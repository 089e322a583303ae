//! Runtime settings, loaded from TOML.

use serde::{Deserialize, Serialize};
use std::path::Path;

use crate::error::{QuestError, Result};

#[derive(Debug, Clone, PartialEq, Serialize, Deserialize)]
pub struct QuestConfig {
    /// Upper bound on signals handled by one pump before the rest are dropped.
    #[serde(default = "default_max_signals_per_pump")]
    pub max_signals_per_pump: usize,

    /// Progress interval for wait objectives that request a tracker but set no interval.
    #[serde(default = "default_wait_progress_interval")]
    pub default_wait_progress_interval_secs: f32,

    /// Restarts one quest may go through within a single pump before it is failed.
    #[serde(default = "default_max_quest_restarts_per_pump")]
    pub max_quest_restarts_per_pump: u32,

    /// Hard ceiling for a sub-quest's `max_attempts`.
    #[serde(default = "default_max_sub_quest_attempts_cap")]
    pub max_sub_quest_attempts_cap: u32,

    /// Z-order handed to the UI surface when it is attached.
    #[serde(default = "default_quest_screen_z_order")]
    pub quest_screen_z_order: i32,

    #[serde(default)]
    pub distance: DistanceConfig,
}

fn default_max_signals_per_pump() -> usize {
    10_000
}

fn default_wait_progress_interval() -> f32 {
    0.02
}

fn default_max_quest_restarts_per_pump() -> u32 {
    8
}

fn default_max_sub_quest_attempts_cap() -> u32 {
    10
}

fn default_quest_screen_z_order() -> i32 {
    10
}

impl Default for QuestConfig {
    fn default() -> Self {
        Self {
            max_signals_per_pump: default_max_signals_per_pump(),
            default_wait_progress_interval_secs: default_wait_progress_interval(),
            max_quest_restarts_per_pump: default_max_quest_restarts_per_pump(),
            max_sub_quest_attempts_cap: default_max_sub_quest_attempts_cap(),
            quest_screen_z_order: default_quest_screen_z_order(),
            distance: DistanceConfig::default(),
        }
    }
}

impl QuestConfig {
    /// Load config from a TOML file.
    pub fn load(path: &Path) -> Result<Self> {
        let content = std::fs::read_to_string(path)
            .map_err(|_| QuestError::ConfigNotFound(path.display().to_string()))?;
        Self::from_toml_str(&content)
    }

    /// Parse config from TOML text. Missing fields take their defaults.
    pub fn from_toml_str(content: &str) -> Result<Self> {
        let config: Self =
            toml::from_str(content).map_err(|e| QuestError::Config(e.to_string()))?;
        config.validate()?;
        Ok(config)
    }

    fn validate(&self) -> Result<()> {
        if self.max_signals_per_pump == 0 {
            return Err(QuestError::InvalidConfig(
                "max_signals_per_pump must be at least 1".to_string(),
            ));
        }
        if self.max_quest_restarts_per_pump == 0 {
            return Err(QuestError::InvalidConfig(
                "max_quest_restarts_per_pump must be at least 1".to_string(),
            ));
        }
        if self.max_sub_quest_attempts_cap == 0 {
            return Err(QuestError::InvalidConfig(
                "max_sub_quest_attempts_cap must be at least 1".to_string(),
            ));
        }
        if self.default_wait_progress_interval_secs <= 0.0 {
            return Err(QuestError::InvalidConfig(
                "default_wait_progress_interval_secs must be positive".to_string(),
            ));
        }
        Ok(())
    }
}

/// Display units for distances reported to the player.
#[derive(Debug, Clone, Copy, PartialEq, Eq, Hash, Serialize, Deserialize, Default)]
pub enum DistanceUnit {
    Centimeters,
    #[default]
    Meters,
    Kilometers,
    Feet,
}

/// Conversion factors from world centimeters into each display unit.
#[derive(Debug, Clone, PartialEq, Serialize, Deserialize)]
pub struct DistanceConfig {
    #[serde(default)]
    pub display_unit: DistanceUnit,
    #[serde(default = "default_cm")]
    pub centimeters: f32,
    #[serde(default = "default_m")]
    pub meters: f32,
    #[serde(default = "default_km")]
    pub kilometers: f32,
    #[serde(default = "default_ft")]
    pub feet: f32,
}

fn default_cm() -> f32 {
    1.0
}

fn default_m() -> f32 {
    0.01
}

fn default_km() -> f32 {
    0.00001
}

fn default_ft() -> f32 {
    0.0328084
}

impl Default for DistanceConfig {
    fn default() -> Self {
        Self {
            display_unit: DistanceUnit::default(),
            centimeters: default_cm(),
            meters: default_m(),
            kilometers: default_km(),
            feet: default_ft(),
        }
    }
}

impl DistanceConfig {
    pub fn factor(&self, unit: DistanceUnit) -> f32 {
        match unit {
            DistanceUnit::Centimeters => self.centimeters,
            DistanceUnit::Meters => self.meters,
            DistanceUnit::Kilometers => self.kilometers,
            DistanceUnit::Feet => self.feet,
        }
    }

    /// Convert a world distance in centimeters to `unit`.
    pub fn convert_from_cm(&self, centimeters: f32, unit: DistanceUnit) -> f32 {
        centimeters * self.factor(unit)
    }

    /// Convert to the configured display unit.
    pub fn to_display(&self, centimeters: f32) -> f32 {
        self.convert_from_cm(centimeters, self.display_unit)
    }
}

#[cfg(test)]
mod tests {
    use super::*;
    use std::io::Write;

    #[test]
    fn test_empty_config_uses_defaults() {
        let config = QuestConfig::from_toml_str("").unwrap();
        assert_eq!(config, QuestConfig::default());
        assert_eq!(config.max_signals_per_pump, 10_000);
        assert_eq!(config.max_sub_quest_attempts_cap, 10);
    }

    #[test]
    fn test_partial_override() {
        let config = QuestConfig::from_toml_str(
            r#"
            max_signals_per_pump = 64
            quest_screen_z_order = 3

            [distance]
            display_unit = "Feet"
            "#,
        )
        .unwrap();

        assert_eq!(config.max_signals_per_pump, 64);
        assert_eq!(config.quest_screen_z_order, 3);
        assert_eq!(config.distance.display_unit, DistanceUnit::Feet);
        assert!((config.distance.meters - 0.01).abs() < f32::EPSILON);
    }

    #[test]
    fn test_invalid_values_rejected() {
        let err = QuestConfig::from_toml_str("max_signals_per_pump = 0").unwrap_err();
        assert!(matches!(err, QuestError::InvalidConfig(_)));

        let err = QuestConfig::from_toml_str("max_signals_per_pump = \"lots\"").unwrap_err();
        assert!(matches!(err, QuestError::Config(_)));
    }

    #[test]
    fn test_load_from_file() {
        let mut file = tempfile::NamedTempFile::new().unwrap();
        writeln!(file, "max_sub_quest_attempts_cap = 4").unwrap();

        let config = QuestConfig::load(file.path()).unwrap();
        assert_eq!(config.max_sub_quest_attempts_cap, 4);

        let missing = QuestConfig::load(Path::new("/nonexistent/quests.toml")).unwrap_err();
        assert!(matches!(missing, QuestError::ConfigNotFound(_)));
    }

    #[test]
    fn test_distance_conversion() {
        let distance = DistanceConfig::default();
        assert!((distance.convert_from_cm(250.0, DistanceUnit::Meters) - 2.5).abs() < 1e-5);
        assert!((distance.convert_from_cm(100_000.0, DistanceUnit::Kilometers) - 1.0).abs() < 1e-5);
        assert!((distance.convert_from_cm(100.0, DistanceUnit::Feet) - 3.28084).abs() < 1e-4);
        assert!((distance.to_display(300.0) - 3.0).abs() < 1e-5);
    }
}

= = = = = = =

TASK: To answer, copy each line from the material above that has the word "Deserialize".

REPLY:
use serde::{Deserialize, Serialize};
#[derive(Debug, Clone, PartialEq, Serialize, Deserialize)]
#[derive(Debug, Clone, Copy, PartialEq, Eq, Hash, Serialize, Deserialize, Default)]
#[derive(Debug, Clone, PartialEq, Serialize, Deserialize)]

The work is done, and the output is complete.